» **WORK INSTRUCTION**: Repeat the entries exactly as they appear.

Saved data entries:
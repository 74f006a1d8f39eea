// crates/contract-graph-core/src/core/change.rs
// ============================================================================
// Module: Change Records
// Description: Classified diff between the registry and the persisted graph.
// Purpose: Carry change records, registry anomalies, and the base revision.
// Dependencies: crate::core::{graph, identifiers}, serde
// ============================================================================

//! ## Overview
//! A [`ChangeSet`] is derived on every detection pass and never persisted by
//! the core. It records the graph revision it was computed against so that
//! apply can refuse to commit over a graph that has moved on.

// ============================================================================
// SECTION: Imports
// ============================================================================

use serde::Deserialize;
use serde::Serialize;

use crate::core::graph::GraphRevision;
use crate::core::identifiers::FilePath;
use crate::core::identifiers::ModuleId;

// ============================================================================
// SECTION: Change Status
// ============================================================================

/// Classification of a contract relative to the persisted graph.
#[derive(Debug, Clone, Copy, PartialEq, Eq, PartialOrd, Ord, Hash, Serialize, Deserialize)]
#[serde(rename_all = "snake_case")]
pub enum ChangeStatus {
    /// Path present in the registry, absent from the graph.
    Added,
    /// Path present in both with differing content.
    Modified,
    /// Path present in the graph, absent from the registry.
    Removed,
}

impl ChangeStatus {
    /// Returns a stable label for the status.
    #[must_use]
    pub const fn as_str(self) -> &'static str {
        match self {
            Self::Added => "added",
            Self::Modified => "modified",
            Self::Removed => "removed",
        }
    }
}

// ============================================================================
// SECTION: Change Records
// ============================================================================

/// Single classified contract change.
#[derive(Debug, Clone, PartialEq, Eq, PartialOrd, Ord, Hash, Serialize, Deserialize)]
pub struct ChangeRecord {
    /// Contract file path.
    pub file_path: FilePath,
    /// Change classification.
    pub status: ChangeStatus,
    /// Module identifier (registry id for added/modified, graph id for removed).
    pub module_id: ModuleId,
}

/// Registry or graph condition that does not stop detection but should be
/// surfaced.
#[derive(Debug, Clone, PartialEq, Eq, Serialize, Deserialize)]
#[serde(tag = "kind", rename_all = "snake_case")]
pub enum RegistryAnomaly {
    /// More than one contract file declares the same module id.
    DuplicateModuleId {
        /// Shared module identifier.
        module_id: ModuleId,
        /// Files declaring the identifier, sorted.
        file_paths: Vec<FilePath>,
    },
    /// The registry listed the same file path more than once.
    DuplicateFilePath {
        /// Repeated path; the first occurrence was used.
        file_path: FilePath,
    },
    /// The persisted graph holds more than one module applied from one path.
    ///
    /// The path is classified as modified so that apply replaces every
    /// module listed here with the current contract.
    DuplicateSourcePath {
        /// Shared source path.
        file_path: FilePath,
        /// Modules applied from the path, sorted.
        module_ids: Vec<ModuleId>,
    },
}

/// Diff result together with the graph revision it was computed against.
#[derive(Debug, Clone, PartialEq, Eq, Serialize, Deserialize)]
pub struct ChangeSet {
    /// Graph revision observed during detection.
    pub base_revision: GraphRevision,
    /// Changed contracts; unchanged contracts never appear.
    pub records: Vec<ChangeRecord>,
    /// Registry anomalies observed during detection.
    #[serde(default)]
    pub anomalies: Vec<RegistryAnomaly>,
}

impl ChangeSet {
    /// Returns true when no contract changed.
    #[must_use]
    pub fn is_empty(&self) -> bool {
        self.records.is_empty()
    }

    /// Counts records with the given status.
    #[must_use]
    pub fn count(&self, status: ChangeStatus) -> usize {
        self.records.iter().filter(|record| record.status == status).count()
    }

    /// Looks up the record for a file path.
    #[must_use]
    pub fn record(&self, file_path: &FilePath) -> Option<&ChangeRecord> {
        self.records.iter().find(|record| &record.file_path == file_path)
    }
}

» **RESPONSE TO THIS TASK**:
repository 74f006a1d8f39eea
// crates/contract-graph-core/src/core/change.rs
// ============================================================================
// Module: Change Records
// Description: Classified diff between the registry and the persisted graph.
// Purpose: Carry change records, registry anomalies, and the base revision.
// Dependencies: crate::core::{graph, identifiers}, serde
// ============================================================================

//! ## Overview
//! A [`ChangeSet`] is derived on every detection pass and never persisted by
//! the core. It records the graph revision it was computed against so that
//! apply can refuse to commit over a graph that has moved on.

// ============================================================================
// SECTION: Imports
// ============================================================================

use serde::Deserialize;
use serde::Serialize;

use crate::core::graph::GraphRevision;
use crate::core::identifiers::FilePath;
use crate::core::identifiers::ModuleId;

// ============================================================================
// SECTION: Change Status
// ============================================================================

/// Classification of a contract relative to the persisted graph.
#[derive(Debug, Clone, Copy, PartialEq, Eq, PartialOrd, Ord, Hash, Serialize, Deserialize)]
#[serde(rename_all = "snake_case")]
pub enum ChangeStatus {
    /// Path present in the registry, absent from the graph.
    Added,
    /// Path present in both with differing content.
    Modified,
    /// Path present in the graph, absent from the registry.
    Removed,
}

impl ChangeStatus {
    /// Returns a stable label for the status.
    #[must_use]
    pub const fn as_str(self) -> &'static str {
        match self {
            Self::Added => "added",
            Self::Modified => "modified",
            Self::Removed => "removed",
        }
    }
}

// ============================================================================
// SECTION: Change Records
// ============================================================================

/// Single classified contract change.
#[derive(Debug, Clone, PartialEq, Eq, PartialOrd, Ord, Hash, Serialize, Deserialize)]
pub struct ChangeRecord {
    /// Contract file path.
    pub file_path: FilePath,
    /// Change classification.
    pub status: ChangeStatus,
    /// Module identifier (registry id for added/modified, graph id for removed).
    pub module_id: ModuleId,
}

/// Registry or graph condition that does not stop detection but should be
/// surfaced.
#[derive(Debug, Clone, PartialEq, Eq, Serialize, Deserialize)]
#[serde(tag = "kind", rename_all = "snake_case")]
pub enum RegistryAnomaly {
    /// More than one contract file declares the same module id.
    DuplicateModuleId {
        /// Shared module identifier.
        module_id: ModuleId,
        /// Files declaring the identifier, sorted.
        file_paths: Vec<FilePath>,
    },
    /// The registry listed the same file path more than once.
    DuplicateFilePath {
        /// Repeated path; the first occurrence was used.
        file_path: FilePath,
    },
    /// The persisted graph holds more than one module applied from one path.
    ///
    /// The path is classified as modified so that apply replaces every
    /// module listed here with the current contract.
    DuplicateSourcePath {
        /// Shared source path.
        file_path: FilePath,
        /// Modules applied from the path, sorted.
        module_ids: Vec<ModuleId>,
    },
}

/// Diff result together with the graph revision it was computed against.
#[derive(Debug, Clone, PartialEq, Eq, Serialize, Deserialize)]
pub struct ChangeSet {
    /// Graph revision observed during detection.
    pub base_revision: GraphRevision,
    /// Changed contracts; unchanged contracts never appear.
    pub records: Vec<ChangeRecord>,
    /// Registry anomalies observed during detection.
    #[serde(default)]
    pub anomalies: Vec<RegistryAnomaly>,
}

impl ChangeSet {
    /// Returns true when no contract changed.
    #[must_use]
    pub fn is_empty(&self) -> bool {
        self.records.is_empty()
    }

    /// Counts records with the given status.
    #[must_use]
    pub fn count(&self, status: ChangeStatus) -> usize {
        self.records.iter().filter(|record| record.status == status).count()
    }

    /// Looks up the record for a file path.
    #[must_use]
    pub fn record(&self, file_path: &FilePath) -> Option<&ChangeRecord> {
        self.records.iter().find(|record| &record.file_path == file_path)
    }
}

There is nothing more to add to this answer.